While Ryder – who’s been in a relationship with fashion designer Scott Mackinlay Hahn since 2011 – doesn’t have children of her own, she calls her young co-stars “my loves”.
“I know it’s such a cliché, but they’re like family. I’d do anything for those kids.”
So, what’s new about playing Joyce this season? “I feel like in the past, she’s trying to figure things out. She’s got the Ouija board on the wall, or [she’s] taping together Will’s drawings. Very crafty.” she explains.
“But this season, she is literally fighting for her survival and to save the people she loves. She doesn’t really have time to plan or use her critical thinking, which was really fun as an actress, actually.”

“In season one, there was a record player, and some of the kids didn’t know what it was. I had to explain what records were,” she says with a laugh. “That was wild to me. And also explaining rotary phones, they just didn’t grow up with them.
“But I really related to the kids and was super protective of them because I had been doing that, working on films at their age.”

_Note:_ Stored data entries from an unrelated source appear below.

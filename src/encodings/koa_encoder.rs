use super::{
    DeterminismConstraintBuilder, GlobalConstraintBuilder, OccurrenceTables,
    SentenceConstraintBuilder, VariableSpace,
};
use crate::{
    formula::Formula,
    koa::{Alphabet, LabelType, SampleSet},
};
use anyhow::{Context, Result};
use log::{debug, info};

/// The context of the encoding of a k-OA identification problem.
///
/// The alphabet and the number of slots per symbol are fixed at creation;
/// the variable space and the determinism constraint are computed once at this time.
/// Positive samples are then aggregated into occurrence tables, from which a single global constraint is built.
///
/// ```
/// # use koala::encodings::KoaEncoder;
/// # use koala::koa::{Alphabet, SampleSet};
/// let mut encoder = KoaEncoder::new(Alphabet::new_with_labels(&['a', 'b']), 2).unwrap();
/// encoder.add_positive_sample(&['a', 'b']).unwrap();
/// let negatives = SampleSet::new(vec![vec!['b']]);
/// let formula = encoder.full_constraint(&negatives).unwrap();
/// assert!(!formula.is_false());
/// ```
pub struct KoaEncoder<T>
where
    T: LabelType,
{
    alphabet: Alphabet<T>,
    space: VariableSpace,
    tables: OccurrenceTables,
    determinism: Formula,
}

impl<T> KoaEncoder<T>
where
    T: LabelType,
{
    /// Builds a new encoder for an alphabet and a number of slots per symbol.
    ///
    /// An error is returned if the number of slots is `0`.
    pub fn new(alphabet: Alphabet<T>, n_slots: usize) -> Result<Self> {
        let space = VariableSpace::new(alphabet.len(), n_slots)?;
        let determinism = DeterminismConstraintBuilder::new(&space).build()?;
        info!(
            "encoding over {} symbols with {} slots per symbol ({} edge variables)",
            alphabet.len(),
            n_slots,
            space.n_edge_vars()
        );
        Ok(Self {
            alphabet,
            space,
            tables: OccurrenceTables::default(),
            determinism,
        })
    }

    /// Returns the alphabet.
    pub fn alphabet(&self) -> &Alphabet<T> {
        &self.alphabet
    }

    /// Returns the variable space.
    pub fn variable_space(&self) -> &VariableSpace {
        &self.space
    }

    /// Returns the occurrence tables aggregating the positive samples added so far.
    pub fn occurrence_tables(&self) -> &OccurrenceTables {
        &self.tables
    }

    /// Adds a positive sample to the occurrence tables.
    ///
    /// An error is returned if the sample contains a symbol that is not in the alphabet;
    /// in this case, the tables are left unchanged.
    pub fn add_positive_sample(&mut self, sample: &[T]) -> Result<()> {
        let ids = self.alphabet.sentence_ids(sample)?;
        self.tables.add_sentence(&ids);
        Ok(())
    }

    /// Adds a set of positive samples to the occurrence tables.
    pub fn add_positive_samples(&mut self, samples: &SampleSet<T>) -> Result<()> {
        for (i, sample) in samples.iter().enumerate() {
            self.add_positive_sample(sample)
                .with_context(|| format!("while adding the positive sample with index {}", i))?;
        }
        debug!("{} positive samples aggregated", self.tables.n_sentences());
        Ok(())
    }

    /// Returns the constraint making the automaton deterministic and canonical.
    pub fn determinism_constraint(&self) -> &Formula {
        &self.determinism
    }

    /// Returns the constraint stating the positive samples added so far are accepted.
    pub fn global_constraint(&self) -> Result<Formula> {
        GlobalConstraintBuilder::new(&self.space, &self.tables).build()
    }

    /// Returns the constraint stating a single sentence is accepted.
    pub fn sentence_constraint(&self, sentence: &[T]) -> Result<Formula> {
        let ids = self.alphabet.sentence_ids(sentence)?;
        SentenceConstraintBuilder::new(&self.space).build(&ids)
    }

    /// Returns the constraint stating all the negative samples are rejected.
    pub fn negative_constraint(&self, samples: &SampleSet<T>) -> Result<Formula> {
        let constraints = samples
            .iter()
            .enumerate()
            .map(|(i, s)| {
                self.sentence_constraint(s)
                    .map(Formula::not)
                    .with_context(|| format!("while encoding the negative sample with index {}", i))
            })
            .collect::<Result<Vec<_>>>()?;
        Ok(Formula::and(constraints))
    }

    /// Returns the whole identification constraint: determinism, acceptance of the positive samples and rejection of the negative ones.
    pub fn full_constraint(&self, negatives: &SampleSet<T>) -> Result<Formula> {
        let global = self.global_constraint()?;
        let negative = self.negative_constraint(negatives)?;
        debug!(
            "constraint sizes: determinism={}, global={}, negative={}",
            self.determinism.size(),
            global.size(),
            negative.size()
        );
        Ok(Formula::and(vec![self.determinism.clone(), global, negative]))
    }
}

#[cfg(test)]
mod tests {
    use super::*;
    use crate::{
        formula::CnfEncoder,
        sat::{self, SolvingResult},
    };

    fn is_sat(formula: &Formula, n_vars: usize) -> bool {
        let mut solver = sat::default_solver();
        CnfEncoder::new(solver.as_mut(), n_vars).assert_formula(formula);
        matches!(solver.solve(), SolvingResult::Satisfiable(_))
    }

    fn assert_equivalent(f: &Formula, g: &Formula, n_vars: usize) {
        assert!(!is_sat(
            &Formula::and(vec![f.clone(), Formula::not(g.clone())]),
            n_vars
        ));
        assert!(!is_sat(
            &Formula::and(vec![g.clone(), Formula::not(f.clone())]),
            n_vars
        ));
    }

    #[test]
    fn test_aggregation_equivalence() {
        let sample_sets = vec![
            vec!["ab", "ba"],
            vec!["aab", "ab"],
            vec!["abba", "bb", "aba"],
            vec!["aa", "abab"],
        ];
        for n_slots in 1..=2 {
            for samples in sample_sets.iter() {
                let alphabet = Alphabet::new_with_labels(&['a', 'b']);
                let mut encoder = KoaEncoder::new(alphabet, n_slots).unwrap();
                let mut standalone = vec![];
                for s in samples {
                    let sample = s.chars().collect::<Vec<char>>();
                    encoder.add_positive_sample(&sample).unwrap();
                    let ids = encoder.alphabet().sentence_ids(&sample).unwrap();
                    standalone.push(
                        SentenceConstraintBuilder::new(encoder.variable_space())
                            .build_existence(&ids)
                            .unwrap(),
                    );
                }
                let global = GlobalConstraintBuilder::new(
                    encoder.variable_space(),
                    encoder.occurrence_tables(),
                )
                .build_existence()
                .unwrap();
                assert_equivalent(
                    &Formula::and(standalone),
                    &global,
                    encoder.variable_space().n_edge_vars(),
                );
            }
        }
    }

    #[test]
    fn test_single_slot_determinism() {
        let encoder = KoaEncoder::new(Alphabet::new_with_labels(&['a', 'b', 'c']), 1).unwrap();
        assert!(encoder.determinism_constraint().is_true());
    }

    #[test]
    fn test_zero_slots() {
        let err = KoaEncoder::new(Alphabet::new_with_labels(&['a']), 0)
            .err()
            .unwrap();
        assert!(err.to_string().starts_with("configuration error"));
    }

    #[test]
    fn test_unknown_symbol() {
        let mut encoder = KoaEncoder::new(Alphabet::new_with_labels(&['a']), 2).unwrap();
        assert!(encoder.add_positive_sample(&['a', 'z']).is_err());
        assert!(encoder.occurrence_tables().is_empty());
        let negatives = SampleSet::new(vec![vec!['a'], vec!['z']]);
        let err = encoder.negative_constraint(&negatives).unwrap_err();
        assert_eq!(
            "while encoding the negative sample with index 1",
            err.to_string()
        );
        assert_eq!("no such symbol: z", err.root_cause().to_string());
    }

    #[test]
    fn test_empty_sentence_constraint() {
        let encoder = KoaEncoder::new(Alphabet::new_with_labels(&['a']), 2).unwrap();
        assert!(encoder.sentence_constraint(&[]).unwrap().is_true());
        let negatives = SampleSet::new(vec![vec![]]);
        assert!(encoder.full_constraint(&negatives).unwrap().is_false());
    }

    #[test]
    fn test_same_positive_and_negative_is_unsat() {
        let mut encoder = KoaEncoder::new(Alphabet::new_with_labels(&['a']), 1).unwrap();
        encoder.add_positive_sample(&['a']).unwrap();
        let formula = encoder
            .full_constraint(&SampleSet::new(vec![vec!['a']]))
            .unwrap();
        assert!(!is_sat(&formula, encoder.variable_space().n_edge_vars()));
    }

    #[test]
    fn test_empty_alphabet() {
        let encoder = KoaEncoder::<char>::new(Alphabet::new_with_labels(&[]), 2).unwrap();
        assert!(encoder.global_constraint().unwrap().is_true());
        assert!(encoder.determinism_constraint().is_true());
        assert_eq!(1, encoder.variable_space().n_edge_vars());
    }
}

Would she have done something like Stranger Things in her teenage Beetlejuice/ Heathers years?
“If Stranger Things was around then, the nostalgia would be like the 1960s? I don’t know,” she says, while pondering aloud. “I was very like my character in Beetlejuice; they actually didn’t have to do a lot to me. I was very pale, I had that hair and I was very monotone.
“That’s why I credit Tim Burton with giving me a career: I was never the first choice for any of those movies in the ’80s.”

Gen X has been labelled the “forgotten generation” between baby boomers and millennials/Gen Z, and it’s something that the actress (regarded as an Gen X icon) feels relieved about.
“[But] I will say this: I’m super grateful that I didn’t grow up with the internet and social media. I don’t think that I could have been an actress if everything was that exposed. It would’ve just flipped me out. There’s a lot of young people who just can’t even imagine a world without the internet.
“I remember the first time I called a boy. You practise, you’re so nervous and you write things down and get up the nerve. It was a real character-building thing. I was 14, and of course it was a disaster, but you learn how to get up the nerve. Kids don’t have to do that any more – they can construct witty texts.”

Meanwhile, Ryder would be down for joining the Beetlejuice sequel that’s rumoured to be in the works.
“I’m really hopeful that it’ll happen,” she says. “The only way we would do it is if everything was perfect and we had all the people – obviously Michael [Keaton] and obviously Tim. That’s what I love about Tim. He’s such a perfectionist. He can’t do something unless it’s completely his vision.
“It’ll happen if it can happen the perfect way.”